"hahaha kamu masih saja lembek ,masa memukul bantalnya seperti anak kecil"aku tertawa terbahak bahak meledek bagas.
"biari aku gak mau bikin tuan putriku sakit ,ehh salah besok kan udah mau ketemu mama papa jadi udah resmi jadi calon "ucap bagas pandai dalam bermain kata kata.
aku memukulkan bantal semakin keras padanya dan dia membalas dengan pelan ,karena aku memukulnya terlalu keras dia hampir terjatuh dan aku segera menariknya ke arahku.tetapi dia malah jatu menindihiku.mata kami saling bertatapan ,bagas mulai menyingkirkan beberapa helai rambut yang menutupi mataku.
perlahan dia mulai menciumku sambil meraba rabah tubuhku,aku ingin menghentikannya tetapi aku malah menikmatinya.kami melakukan hal yang lebih serius,bagas mulai melepas pakaiannya dan aku hanya dia terpaku.bagas kemudan juga secara perlahan melepaskan pakaianku,aku tidak tau apa yang akan terjadi selanjutnya dan menutup mataku seketika mulai terasa sedikit aneh juga sedikit rasa sakit.
***keesokan paginya ***:)
aku terbangun pagi ini dengan rasa sakit dan lemas, aku baru ingat tentang kejadian semalam.aku melihat raka sedang tidur di sebelahku dan pakaian kami yang berserakan di bawah.aku benar benar tidak menyangka aku melakukan malam pertamaku sebelum menikah.bagas membuka matanya dan melihatku.
aku segera memunggungi bagas dan tidak ingin melihatny dan mulai sedikit menangis dengan rasa takut yang menyelimutiku.
"kesya kamu gak papa kan,maaf semalem aku gak bisa nahan diri aku"bagas secara perlahan menyentuh bahuku.
"aku takut,aku takut bagas kalau ada orang yang tau dan yang terpenting aku takut kamu ninggalin aku"aku mulai terhisak hisak menangis dan tanganku mulau sedikit gemetar.
"hei hei suttt udah jangan nagis aku gak bakalan ninggalin kamu,kamu harta berharga buat aku"bagas mulai memelukku dari belakang.

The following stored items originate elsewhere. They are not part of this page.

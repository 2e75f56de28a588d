//! # Chunk Module
//!
//! This module provides the `Chunk` struct: a 16x256x16 column of blocks, the unit
//! of meshing dispatch and GPU buffer ownership.
//!
//! ## Storage
//!
//! Blocks are stored densely as one `BlockType` byte per voxel in a flat array in
//! XZY order (x fastest, then z, then y), so a vertical column is a strided walk and
//! a horizontal slab is contiguous. A chunk is 64 KiB of block data.
//!
//! ## Lifecycle
//!
//! 1. `Allocated` - created by the coordinator when its zone is first approached;
//!    every block is `EMPTY`
//! 2. `Generated` - block data written once by the zone's generation task
//!
//! After generation the block array is read-mostly. Block edits go through
//! `set_block`, and every edit that needs new geometry bumps the chunk's re-mesh
//! generation so that meshes built from older data can be recognised and dropped.
//! The generation lives in a `RemeshCounter` shared with those meshes, so the
//! coordinator reads it without taking the chunk lock.
//!
//! Chunks never hold references to their neighbors. Neighbors are looked up by
//! `ChunkPos` in the terrain's chunk map when needed.

use std::sync::atomic::{AtomicU64, Ordering};
use std::sync::Arc;

use cgmath::Point3;

use crate::engine_state::error::TerrainError;

use super::block::block_type::BlockType;
use super::zone::ChunkPos;

/// Width of a chunk along x and z, in blocks.
pub const CHUNK_WIDTH: i32 = 16;
/// Height of a chunk along y, in blocks.
pub const CHUNK_HEIGHT: i32 = 256;
/// The number of blocks in one horizontal slab of a chunk.
pub const CHUNK_PLANE_SIZE: usize = (CHUNK_WIDTH * CHUNK_WIDTH) as usize;
/// The total number of blocks in a chunk.
pub const CHUNK_VOLUME: usize = CHUNK_PLANE_SIZE * CHUNK_HEIGHT as usize;

/// Where a chunk is in its lifecycle.
#[derive(Debug, Clone, Copy, PartialEq, Eq)]
pub enum ChunkState {
    /// Allocated by the coordinator, block data not yet written.
    Allocated,
    /// Block data written by a generation task; eligible for meshing.
    Generated,
}

/// A chunk's re-mesh generation, readable from any thread without the chunk lock.
///
/// Only advanced through `Chunk::request_remesh`, under the chunk's write lock.
#[derive(Debug, Clone, Default)]
pub struct RemeshCounter(Arc<AtomicU64>);

impl RemeshCounter {
    pub fn current(&self) -> u64 {
        self.0.load(Ordering::Acquire)
    }

    fn advance(&self) -> u64 {
        self.0.fetch_add(1, Ordering::AcqRel) + 1
    }
}

/// A 16x256x16 column of voxel blocks.
pub struct Chunk {
    /// The world-space origin of this chunk column.
    pub position: ChunkPos,

    /// One entry per voxel, indexed by `Chunk::index`.
    blocks: Box<[BlockType]>,

    state: ChunkState,

    /// Incremented every time a re-mesh of this chunk is requested after an edit.
    remesh: RemeshCounter,
}

impl Chunk {
    /// Creates a new, completely empty chunk in the `Allocated` state.
    pub fn new(position: ChunkPos) -> Self {
        Chunk {
            position,
            blocks: vec![BlockType::EMPTY; CHUNK_VOLUME].into_boxed_slice(),
            state: ChunkState::Allocated,
            remesh: RemeshCounter::default(),
        }
    }

    #[inline]
    fn index(x: usize, y: usize, z: usize) -> usize {
        x + z * CHUNK_WIDTH as usize + y * CHUNK_PLANE_SIZE
    }

    #[inline]
    fn in_bounds(x: i32, y: i32, z: i32) -> bool {
        (0..CHUNK_WIDTH).contains(&x) && (0..CHUNK_HEIGHT).contains(&y) && (0..CHUNK_WIDTH).contains(&z)
    }

    fn out_of_range(&self, x: i32, y: i32, z: i32) -> TerrainError {
        TerrainError::out_of_range(
            self.position.x as i64 + x as i64,
            y,
            self.position.z as i64 + z as i64,
        )
    }

    /// Gets the block at chunk-relative coordinates.
    ///
    /// # Panics
    /// Panics if the coordinates are out of bounds.
    #[inline]
    pub fn block_at_local(&self, x: usize, y: usize, z: usize) -> BlockType {
        self.blocks[Self::index(x, y, z)]
    }

    /// Gets the block at chunk-relative coordinates, failing with `OutOfRange`
    /// outside the chunk.
    pub fn get_local(&self, x: i32, y: i32, z: i32) -> Result<BlockType, TerrainError> {
        if !Self::in_bounds(x, y, z) {
            return Err(self.out_of_range(x, y, z));
        }
        Ok(self.block_at_local(x as usize, y as usize, z as usize))
    }

    /// Sets the block at chunk-relative coordinates, failing with `OutOfRange`
    /// outside the chunk.
    pub fn set_local(&mut self, x: i32, y: i32, z: i32, block_type: BlockType) -> Result<(), TerrainError> {
        if !Self::in_bounds(x, y, z) {
            return Err(self.out_of_range(x, y, z));
        }
        self.blocks[Self::index(x as usize, y as usize, z as usize)] = block_type;
        Ok(())
    }

    /// Converts a world position into this chunk's local coordinates.
    pub fn to_local(&self, position: Point3<i32>) -> Result<(i32, i32, i32), TerrainError> {
        let x = position.x as i64 - self.position.x as i64;
        let z = position.z as i64 - self.position.z as i64;
        let in_chunk = (0..CHUNK_WIDTH as i64).contains(&x)
            && (0..CHUNK_WIDTH as i64).contains(&z)
            && (0..CHUNK_HEIGHT).contains(&position.y);
        if !in_chunk {
            return Err(TerrainError::out_of_range(position.x, position.y, position.z));
        }
        Ok((x as i32, position.y, z as i32))
    }

    /// Gets the block at a world position inside this chunk.
    pub fn block_at(&self, position: Point3<i32>) -> Result<BlockType, TerrainError> {
        let (x, y, z) = self.to_local(position)?;
        self.get_local(x, y, z)
    }

    /// Sets the block at a world position inside this chunk.
    pub fn set_block(&mut self, position: Point3<i32>, block_type: BlockType) -> Result<(), TerrainError> {
        let (x, y, z) = self.to_local(position)?;
        self.set_local(x, y, z, block_type)
    }

    /// Copies a full vertical column of blocks into `out` (bottom to top).
    pub fn copy_column(&self, x: usize, z: usize, out: &mut [BlockType]) {
        for (y, slot) in out.iter_mut().enumerate().take(CHUNK_HEIGHT as usize) {
            *slot = self.block_at_local(x, y, z);
        }
    }

    /// Whether every block in the chunk is `EMPTY`.
    pub fn is_empty(&self) -> bool {
        self.blocks.iter().all(|block| block.is_empty())
    }

    /// Number of non-empty blocks.
    pub fn solid_count(&self) -> usize {
        self.blocks.iter().filter(|block| !block.is_empty()).count()
    }

    pub fn state(&self) -> ChunkState {
        self.state
    }

    pub fn is_generated(&self) -> bool {
        self.state == ChunkState::Generated
    }

    /// Marks block data as complete. Called once by the owning generation task.
    pub fn mark_generated(&mut self) {
        self.state = ChunkState::Generated;
    }

    /// Records that geometry built before this call is stale and returns the new
    /// generation. The caller must follow up by queueing the chunk for meshing.
    pub fn request_remesh(&mut self) -> u64 {
        self.remesh.advance()
    }

    pub fn remesh_generation(&self) -> u64 {
        self.remesh.current()
    }

    /// A handle that keeps observing this chunk's re-mesh generation.
    pub fn remesh_counter(&self) -> RemeshCounter {
        self.remesh.clone()
    }
}

#[cfg(test)]
mod tests {
    use super::*;

    #[test]
    fn new_chunk_is_empty_and_allocated() {
        let chunk = Chunk::new(ChunkPos::new(32, -16));
        assert!(chunk.is_empty());
        assert_eq!(chunk.state(), ChunkState::Allocated);
    }

    #[test]
    fn world_and_local_addressing_agree() {
        let mut chunk = Chunk::new(ChunkPos::new(-16, 32));
        chunk.set_block(Point3::new(-1, 200, 47), BlockType::STONE).unwrap();

        assert_eq!(chunk.get_local(15, 200, 15).unwrap(), BlockType::STONE);
        assert_eq!(chunk.block_at_local(15, 200, 15), BlockType::STONE);
        assert_eq!(chunk.solid_count(), 1);
    }

    #[test]
    fn out_of_chunk_access_reports_world_coordinates() {
        let mut chunk = Chunk::new(ChunkPos::new(16, 0));
        assert_eq!(
            chunk.set_local(0, CHUNK_HEIGHT, 0, BlockType::DIRT),
            Err(TerrainError::OutOfRange { x: 16, y: 256, z: 0 })
        );
        assert!(chunk.block_at(Point3::new(15, 0, 0)).is_err());
        assert!(chunk.block_at(Point3::new(16, -1, 0)).is_err());
    }

    #[test]
    fn remesh_requests_advance_the_generation() {
        let mut chunk = Chunk::new(ChunkPos::new(0, 0));
        assert_eq!(chunk.remesh_generation(), 0);
        assert_eq!(chunk.request_remesh(), 1);
        assert_eq!(chunk.request_remesh(), 2);
    }

    #[test]
    fn remesh_counter_tracks_later_requests() {
        let mut chunk = Chunk::new(ChunkPos::new(0, 0));
        let counter = chunk.remesh_counter();
        chunk.request_remesh();
        assert_eq!(counter.current(), 1);
        assert_eq!(chunk.remesh_generation(), 1);
    }
}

aku membalikka badanku dan memeluk erat bagas ,bagas menenangkanku dan berkata bahwa semuanya baik baik saja.saat sarapan bersama dengan arya dan sindy aku bersikap semuanya baik baik sajah,kami terus mengobrol seperti biasanya.
"hmm iya bener,bagas mama papa kamu suka kue yang seperti apa"tanyaku pada bagas.
"kalau papa sukak sama kue yang berhubungan sama coklan dan kalau mama suka rasa apa saja asalka ada cremnya"bagas memberitahuku dengan begitu teliti.
untungnya sindy sangat mahir dalam membuat kue jadi aku dapat menunggu perintahnya saja.bagas dan arya juga membantu kami membuat kuenya,kami membuat kue hingga sore.untungnya kue kuenya sudah selesai di buat ,kami segera bersih bersih dan siap siap untuk menemui orang tua bagas.
"gak usah kawatir mama papa orangnya baik banget jug bakalan restui hubunngan kita"bagas berusaha menenagkan rasa kepanikanku.
"aku cuma takut ngelakuin kesalahan yang bakal bikin mereka benci sama aku"jelasku pada bagas.
bagas terus menenangkanku dan menyuruhku membawa boneka beruang putih ,agar bisa di peluk selama perjalanan.kami segerah turun dan berangkat menujuh vila mama bagas.
perjalana cukup menyenagku ,sepanjang jalan aku melihat pohon pohon yang tertutup salju.aku mulai gugup kembali dan mulai memeluk boneka yang ku bawah dengan sangat erat.akhirnya kami sampai di vila mama bagas dan mulai berjalan menuju ke dalam.
"wih keren juga vila mama kamu meski di tengah huta gini tapi tetep cantik"ucap arya memujinya.
"bagas kamu sudah sampai ,papa kamu masih ada di dalam ayo semuanya masuk di luar cuacanya dingin"ucap mama bagas menyambut kami.